Elisa Lynch: Paraguay’s Peron
Elisa Lynch, or ‘Madame Lynch’ as she is more commonly known, is a controversial character in Paraguayan history. Often compared with Eva Peron and widely considered a heroine and a national icon, she has an equal number of admirers and detractors.
Many rumors had been spread about the life of Elisa Lynch, but the main facts are that she became the mistress and de facto first lady of Francisco Solano Lopez, President of Paraguay from 1862 until his death in 1870. She had five children with him although they were never married nor lived in the same house due to her supposedly ‘indecent’ past, and she accompanied him during the entire Paraguayan War and led a group of women who supported the soldiers called ‘Las Residentas’.

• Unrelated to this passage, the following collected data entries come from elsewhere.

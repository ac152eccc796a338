//! Configuration module for sitevisit
//!
//! This module handles loading, parsing, and validating TOML configuration
//! files, and assembling the immutable parameter sets handed to the task manager.
//!
//! # Example
//!
//! ```no_run
//! use sitevisit::config::load_config;
//! use std::path::Path;
//!
//! let config = load_config(Path::new("crawl.toml")).unwrap();
//! println!("Crawl will use {} browsers", config.manager.num_browsers);
//! ```

mod assembly;
mod parser;
mod types;
mod validation;

// Re-export types
pub use assembly::{assemble, InstrumentFlags, ManagerConfig, StoragePaths, WorkerConfig, WorkerTemplate};
pub use types::{BrowserSection, Config, DisplayMode, ManagerSection, VisitSection, DEFAULT_SITES};

// Re-export parser functions
pub use parser::{compute_config_hash, default_config_with_hash, load_config, load_config_with_hash};
pub use validation::{validate, MAX_BROWSERS};
pub(crate) use validation::validate_site_url;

It was in this capacity that she came to be in Cerro Cora, when Lopez was finally killed. This dramatic story is retold in several books, such as The News from Paraguay by Lily Tuck and The Shadows of Eliza Lynch: How a Nineteenth Century Irish Courtesan Became the Most Powerful Woman in Paraguay by Sian Rees.
Elisa Alicia Lynch, was born in Cork, Ireland, in 1835, but moved to Paris to escape from the Great Irish Famine. She got married at the age of fifteen, but soon regretted her marriage. It also has been rumored that she was a courtesan. At the age of 19, she met Francisco Lopez Solano, at that time the Paraguayan President’s son, who was in Europe purchasing large quantities of arms, together with several steamers, and organizing a project for building a railroad and establishing a French colony in Paraguay.

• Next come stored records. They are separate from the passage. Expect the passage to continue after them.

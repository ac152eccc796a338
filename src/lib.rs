//! Sitevisit: a site-visit orchestration harness
//!
//! This crate drives a bounded pool of instrumented browser workers through
//! ordered command sequences, one per target site, and persists what each
//! visit observed (HTTP exchanges, cookies, navigations, DNS, scripts) to SQLite.

pub mod command;
pub mod config;
pub mod crawler;
pub mod engine;
pub mod manager;
pub mod output;
pub mod site;
pub mod storage;

use thiserror::Error;

/// Main error type for harness operations
///
/// Only configuration and initialization failures reach the caller through
/// this type; per-sequence failures are reported as [`manager::Outcome`]s.
#[derive(Debug, Error)]
pub enum HarnessError {
    #[error("Configuration error: {0}")]
    Config(#[from] ConfigError),

    #[error("Storage error: {0}")]
    Storage(#[from] storage::StorageError),

    #[error("Engine error: {0}")]
    Engine(#[from] engine::EngineError),

    #[error("Task manager is closed")]
    ManagerClosed,

    #[error("No worker could be started ({requested} requested)")]
    NoWorkers { requested: usize },

    #[error("Worker dropped the sequence for site rank {rank} without reporting")]
    WorkerLost { rank: usize },

    #[error("URL parse error: {0}")]
    UrlParse(#[from] ::url::ParseError),

    #[error("IO error: {0}")]
    Io(#[from] std::io::Error),
}

/// Configuration-specific errors
#[derive(Debug, Error)]
pub enum ConfigError {
    #[error("Failed to read config file: {0}")]
    Io(#[from] std::io::Error),

    #[error("Failed to parse TOML: {0}")]
    Parse(#[from] toml::de::Error),

    #[error("Validation error: {0}")]
    Validation(String),

    #[error("Invalid URL in config: {0}")]
    InvalidUrl(String),

    #[error("Path {path} is not writable: {reason}")]
    Unwritable { path: String, reason: String },
}

/// Result type alias for harness operations
pub type Result<T> = std::result::Result<T, HarnessError>;

/// Result type alias for configuration operations
pub type ConfigResult<T> = std::result::Result<T, ConfigError>;

// Re-export commonly used types
pub use command::{build_sequence, Action, ActionKind, ActionSpec, CommandSequence};
pub use config::{Config, ManagerConfig, WorkerConfig};
pub use manager::{Outcome, SequenceHandle, ShutdownReport, TaskManager};
pub use site::{Site, SiteRegistry};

She followed him to Asuncion. In spite of being rejected by Paraguayan society for being a divorced foreigner, she had a huge influence in Paraguay’s social life, bringing and popularizing French cuisine, Revue theater and European fashion. She changed the habits of Asunción, the capital of Paraguay, where in its halls people started to play chess and talk about literature.

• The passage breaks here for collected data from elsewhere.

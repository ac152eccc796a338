//! Sitevisit main entry point
//!
//! This is the command-line interface for the sitevisit harness.

use anyhow::Context;
use clap::Parser;
use sitevisit::config::{
    default_config_with_hash, load_config_with_hash, validate, Config, InstrumentFlags,
};
use sitevisit::crawler::run_crawl;
use std::fs::{File, OpenOptions};
use std::path::{Path, PathBuf};
use std::sync::Mutex;
use tracing_subscriber::prelude::*;
use tracing_subscriber::{fmt, EnvFilter};

/// Sitevisit: visit a list of sites with a pool of instrumented browsers
///
/// Each site gets one command sequence (fetch, then idle). Outcomes and
/// everything the browsers observed are stored in a SQLite database in the
/// data directory.
#[derive(Parser, Debug)]
#[command(name = "sitevisit")]
#[command(version = "1.0.0")]
#[command(about = "Instrumented site-visit harness", long_about = None)]
struct Cli {
    /// Path to TOML configuration file; built-in defaults when omitted
    #[arg(value_name = "CONFIG")]
    config: Option<PathBuf>,

    /// Increase logging verbosity (-v, -vv, -vvv)
    #[arg(short, long, action = clap::ArgAction::Count)]
    verbose: u8,

    /// Suppress non-error output
    #[arg(short, long, conflicts_with = "verbose")]
    quiet: bool,

    /// Override the number of browser workers
    #[arg(long, value_name = "N")]
    workers: Option<u32>,

    /// Override the data directory (the log moves with it)
    #[arg(long, value_name = "DIR")]
    data_dir: Option<PathBuf>,

    /// Validate config and show what would be visited without visiting
    #[arg(long, conflicts_with = "stats")]
    dry_run: bool,

    /// Show statistics from the database and exit
    #[arg(long, conflicts_with = "dry_run")]
    stats: bool,
}

#[tokio::main]
async fn main() -> anyhow::Result<()> {
    let cli = Cli::parse();

    let config = match load(&cli) {
        Ok(loaded) => loaded,
        Err(e) => {
            setup_logging(cli.verbose, cli.quiet, None);
            tracing::error!("Failed to load configuration: {:#}", e);
            return Err(e);
        }
    };
    let (config, config_hash) = config;

    if cli.dry_run {
        setup_logging(cli.verbose, cli.quiet, None);
        handle_dry_run(&config);
        return Ok(());
    }

    if cli.stats {
        setup_logging(cli.verbose, cli.quiet, None);
        return handle_stats(&config);
    }

    let log_file = open_log_file(Path::new(&config.manager.log_path));
    let log_error = log_file.as_ref().err().map(ToString::to_string);
    setup_logging(cli.verbose, cli.quiet, log_file.ok());
    if let Some(e) = log_error {
        tracing::warn!("Log file unavailable, logging to console only: {}", e);
    }

    tracing::info!("Configuration loaded (hash: {})", config_hash);
    handle_crawl(&config, &config_hash).await
}

/// Loads the configuration and applies command-line overrides
fn load(cli: &Cli) -> anyhow::Result<(Config, String)> {
    let (mut config, hash) = match &cli.config {
        Some(path) => load_config_with_hash(path)
            .with_context(|| format!("reading {}", path.display()))?,
        None => default_config_with_hash(),
    };

    if let Some(workers) = cli.workers {
        config.manager.num_browsers = workers;
    }

    if let Some(dir) = &cli.data_dir {
        let log_name = Path::new(&config.manager.log_path)
            .file_name()
            .map(|n| n.to_os_string())
            .unwrap_or_else(|| "crawl.log".into());
        config.manager.data_directory = dir.display().to_string();
        config.manager.log_path = dir.join(log_name).display().to_string();
    }

    validate(&config).context("invalid configuration")?;
    Ok((config, hash))
}

fn open_log_file(path: &Path) -> std::io::Result<File> {
    if let Some(parent) = path.parent() {
        if !parent.as_os_str().is_empty() {
            std::fs::create_dir_all(parent)?;
        }
    }
    OpenOptions::new().create(true).append(true).open(path)
}

/// Sets up the logging/tracing subscriber based on verbosity level
///
/// With a log file, a second plain-text layer mirrors everything written to
/// the console.
fn setup_logging(verbose: u8, quiet: bool, log_file: Option<File>) {
    let filter = if quiet {
        // Only show errors
        EnvFilter::new("error")
    } else {
        match verbose {
            0 => EnvFilter::new("sitevisit=info,warn"),
            1 => EnvFilter::new("sitevisit=debug,info"),
            2 => EnvFilter::new("sitevisit=trace,debug"),
            _ => EnvFilter::new("trace"),
        }
    };

    let console = fmt::layer()
        .with_target(false)
        .with_thread_ids(false)
        .with_file(false);

    let file = log_file.map(|file| {
        fmt::layer()
            .with_writer(Mutex::new(file))
            .with_ansi(false)
            .with_target(false)
    });

    tracing_subscriber::registry()
        .with(filter)
        .with(console)
        .with(file)
        .init();
}

/// Handles the --dry-run mode: validates config and shows what would be visited
fn handle_dry_run(config: &Config) {
    println!("=== Sitevisit Dry Run ===\n");

    println!("Manager Configuration:");
    println!("  Browsers: {}", config.manager.num_browsers);
    println!("  Data directory: {}", config.manager.data_directory);
    println!("  Log: {}", config.manager.log_path);
    println!("  Database: {}", config.storage_paths().database_path.display());

    let instruments = InstrumentFlags::from(&config.browser);
    println!("\nBrowser:");
    println!("  Display mode: {}", config.browser.display_mode.as_str());
    println!("  User agent: {}", config.browser.user_agent);
    println!("  Instruments: {}", instruments.enabled().join(", "));

    println!("\nVisit:");
    println!("  Sleep after load: {}s", config.visit.sleep_secs);
    println!("  Action timeout: {}s", config.visit.timeout_secs);

    println!("\nSites ({}):", config.sites.len());
    for (rank, site) in config.sites.iter().enumerate() {
        println!("  {}. {}", rank, site);
    }

    println!("\n✓ Configuration is valid");
    println!(
        "✓ Would visit {} sites with {} browsers",
        config.sites.len(),
        config.manager.num_browsers
    );
}

/// Handles the --stats mode: shows statistics from the database
fn handle_stats(config: &Config) -> anyhow::Result<()> {
    use sitevisit::output::{load_statistics, print_statistics};
    use sitevisit::storage::SqliteStorage;

    let database = config.storage_paths().database_path;
    println!("Database: {}\n", database.display());

    if !database.exists() {
        anyhow::bail!("no crawl database at {}", database.display());
    }

    let storage = SqliteStorage::open(&database)
        .with_context(|| format!("opening {}", database.display()))?;
    let stats = load_statistics(&storage)?;
    print_statistics(&stats);

    Ok(())
}

/// Handles the main crawl operation
///
/// Individual site failures do not make the crawl fail; only errors that
/// stop the task manager from starting do.
async fn handle_crawl(config: &Config, config_hash: &str) -> anyhow::Result<()> {
    tracing::info!(
        "Visiting {} sites with {} browsers",
        config.sites.len(),
        config.manager.num_browsers
    );

    match run_crawl(config, config_hash).await {
        Ok(report) => {
            if !report.storage_warnings.is_empty() {
                tracing::warn!(
                    "{} visit(s) could not be stored",
                    report.storage_warnings.len()
                );
            }
            tracing::info!(
                "Crawl {} finished: {}/{} sites succeeded",
                report.crawl_id,
                report.succeeded,
                report.sites
            );
            Ok(())
        }
        Err(e) => {
            tracing::error!("Crawl failed: {}", e);
            Err(e.into())
        }
    }
}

On one hand, she often had the role of an unofficial head of state, attending the population’s demands. She made some improvements bringing European teachers and professors and promoting female education, which was almost absent, as well as the creation of the first hospital for women.
On the other hand, she became the world’s largest female landowner thanks to the gifts she received from her admiring general, and some people say that her ambition led Solano Lopez towards the Paraguayan War. Also known as the War of the Triple Alliance, it was a military conflict in South America fought from 1864 to 1870 between Paraguay and the Triple Alliance of Argentina, Brazil, and Uruguay, which caused more deaths proportionally than any other war in modern history, and in particularly devastated Paraguay, killing around 70% of the male population.
After Solano Lopez’s death, Elisa Lynch flew to Paris, but returned to Paraguay on the invitation of President Juan B. Gill, who supported her claims to confiscated property. However, she was again deported to France and finally settled in Paris where she died in 1886, in penury and oblivion. In the 1960s though, thanks to nationalist and revisionist historians under the government of Alfredo Stroessner, Elisa Lynch was recognized as a Paraguayan national heroine and her remains were removed from a grave of the Père Lachaise cemetery in Paris and brought to the Defense Ministry Museum of Asunción, Paraguay. Also a central street in Asunción was named ‘Madame Lynch’ in her honor.